Quando ouvíamos dizer que a tua amiga era a emoção, entendíamos imediatamente que estava alienada à intelectualidade; concluindo, de seguida, que na maioridade somente nos devêssemos importar com as analogias. Aquela mulher nascera livre e por toda a parte vivera acorrentada.
Recordávamos certas festas em que nos viram gregas "por serem no início de cada estação"; apesar de a formulação se aparentar ilógica arrumámos uma lógica para ela: só o convívio e a bebedeira tinham o condão de alterar a sua percepção da nossa inocência. Eram festas pouco exuberantes embora explorassem  pequenos amplificadores made in Portugal que se revezavam cumprindo as funções asseguradas por tubos e tubinhos de aparelhos electrónicos made in Germany. Aparelhos que sugavam uma porção ínfima de corrente em relação àquela que era necessária para nos mantermos juntos e suficientemente transpirados. Por tudo isto, e outras coisas inomináveis, optara por usar uma forma substantiva entre nós: um eco. A figura de um som repetido, um som reenviado por um corpo duro antevendo a relação entre circunstâncias vividas por nós, como umas reflectiam as outras num corpo musical que mudava o seu lugar e a sua condição. Tudo concentrado, ao contrário do que se suporia dada a dispersão das nossas experiências. Para explorar movimentos de ancas semicondutores era preciso extrair cristais absurdamente puros de nós, refinar ao ponto de não deixar mais que um átomo de impurezas por dez mil de silício, imaginar a amizade não enquanto sentimento mas como uma ciência em marcha. Mas, isto era o mesmo que procurar os velhos detectores de silício nos pequenos mercados de rádios, telefonias, gira-discos, em segunda mão e trabalhar muito para parecerem acabados de estrear e de nos soar. O sistema auditivo nunca teve o monopólio da audição. 
Quando ouvíamos um insulto, quando ouvíamos uma canção, era o corpo inteiro que escutava, que os recebia num sistema cerebral e auditivo  prontos a recompor entre ruídos, silêncios, pausas, que a memória e a concentração escolheram. Àquele choro contínuo do bebé do vizinho de cima associamos agora um acontecimento físico e psicologicamente violento, à cicatriz queixosa um período da nossa história.
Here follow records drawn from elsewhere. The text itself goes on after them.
//! `AppError` to HTTP response mapping, exercised without a server.

use axum::http::StatusCode;
use axum::response::IntoResponse;
use http_body_util::BodyExt;
use staffpurchase_api::auth::identity::IdentityError;
use staffpurchase_api::error::AppError;
use staffpurchase_core::error::CoreError;
use staffpurchase_db::StoreError;

async fn error_to_response(err: AppError) -> (StatusCode, serde_json::Value) {
    let response = err.into_response();
    let status = response.status();
    let bytes = response.into_body().collect().await.unwrap().to_bytes();
    let json: serde_json::Value = serde_json::from_slice(&bytes).unwrap();
    (status, json)
}

#[tokio::test]
async fn not_found_carries_its_message() {
    let (status, json) =
        error_to_response(CoreError::NotFound("Request not found".into()).into()).await;
    assert_eq!(status, StatusCode::NOT_FOUND);
    assert_eq!(json["code"], "NOT_FOUND");
    assert_eq!(json["error"], "Request not found");
}

#[tokio::test]
async fn validation_returns_400() {
    let (status, json) =
        error_to_response(CoreError::Validation("storeName is required".into()).into()).await;
    assert_eq!(status, StatusCode::BAD_REQUEST);
    assert_eq!(json["code"], "VALIDATION_ERROR");
    assert_eq!(json["error"], "storeName is required");
}

#[tokio::test]
async fn invalid_action_hides_the_raw_value() {
    let (status, json) =
        error_to_response(CoreError::InvalidAction("<script>".into()).into()).await;
    assert_eq!(status, StatusCode::BAD_REQUEST);
    assert_eq!(json["code"], "INVALID_ACTION");
    assert_eq!(json["error"], "Invalid action");
}

#[tokio::test]
async fn token_already_used_returns_400() {
    let (status, json) = error_to_response(CoreError::TokenAlreadyUsed.into()).await;
    assert_eq!(status, StatusCode::BAD_REQUEST);
    assert_eq!(json["code"], "TOKEN_ALREADY_USED");
    assert_eq!(json["error"], "This response link has already been used.");
}

#[tokio::test]
async fn conflict_returns_400() {
    let (status, json) =
        error_to_response(CoreError::Conflict("Product already exists".into()).into()).await;
    assert_eq!(status, StatusCode::BAD_REQUEST);
    assert_eq!(json["code"], "CONFLICT");
    assert_eq!(json["error"], "Product already exists");
}

#[tokio::test]
async fn auth_errors_map_to_401_and_403() {
    let (status, json) =
        error_to_response(CoreError::Unauthorized("Missing token".into()).into()).await;
    assert_eq!(status, StatusCode::UNAUTHORIZED);
    assert_eq!(json["code"], "UNAUTHORIZED");

    let (status, json) =
        error_to_response(CoreError::Forbidden("Admin role required".into()).into()).await;
    assert_eq!(status, StatusCode::FORBIDDEN);
    assert_eq!(json["code"], "FORBIDDEN");
    assert_eq!(json["error"], "Admin role required");
}

#[tokio::test]
async fn internal_errors_are_sanitized() {
    let (status, json) =
        error_to_response(CoreError::Internal("pool exhausted at 10.0.0.5".into()).into()).await;
    assert_eq!(status, StatusCode::INTERNAL_SERVER_ERROR);
    assert_eq!(json["code"], "INTERNAL_ERROR");
    assert_eq!(json["error"], "An internal error occurred");

    let (status, json) = error_to_response(AppError::InternalError("boom".into())).await;
    assert_eq!(status, StatusCode::INTERNAL_SERVER_ERROR);
    assert_eq!(json["error"], "An internal error occurred");
}

#[tokio::test]
async fn backend_failures_are_dependency_failures() {
    let (status, json) =
        error_to_response(StoreError::Database(sqlx::Error::PoolTimedOut).into()).await;
    assert_eq!(status, StatusCode::INTERNAL_SERVER_ERROR);
    assert_eq!(json["code"], "DEPENDENCY_FAILURE");
    assert_eq!(json["error"], "A backend service is unavailable");

    let (status, json) =
        error_to_response(IdentityError::Unavailable("timeout".into()).into()).await;
    assert_eq!(status, StatusCode::INTERNAL_SERVER_ERROR);
    assert_eq!(json["code"], "DEPENDENCY_FAILURE");
}

#[tokio::test]
async fn store_duplicate_is_a_conflict() {
    let (status, json) =
        error_to_response(StoreError::Duplicate("uq_products_name".into()).into()).await;
    assert_eq!(status, StatusCode::BAD_REQUEST);
    assert_eq!(json["code"], "CONFLICT");
}

#[tokio::test]
async fn bad_request_returns_400() {
    let (status, json) = error_to_response(AppError::BadRequest("Invalid JSON body".into())).await;
    assert_eq!(status, StatusCode::BAD_REQUEST);
    assert_eq!(json["code"], "BAD_REQUEST");
    assert_eq!(json["error"], "Invalid JSON body");
}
Quando ontem ouvimos a sirene  da ambulância fomos invadidas por uma sensação de atordoamento, era com ela, afinal, que intuíramos há muitas vidas tratar-se de um acidente ou de complicações motivadas pela enfermidade ou a fatalidade prevista. 

As características do nosso sistema auditivo permitiram-nos sempre intuir. Sentir a intensidade do som, forte a fraco, a frequência sonora, mais grave ou aguda, as respostas que há no silêncio, e o timbre, indicando bizarras especificidades dos instrumentos de fuga – voz incluída, um tal timbre invejado. 
Era a partir das imagens e dos sons, por associação às ideias e aos sucedidos naqueles natais  que nos pensávamos e aos nossos contributos, mais e menos claros, a cada novo retorno das nossas, e eram sempre idênticas, utopias, não era? Era assim que a tua velha amiga estudara a melhor maneira de viver sem ti.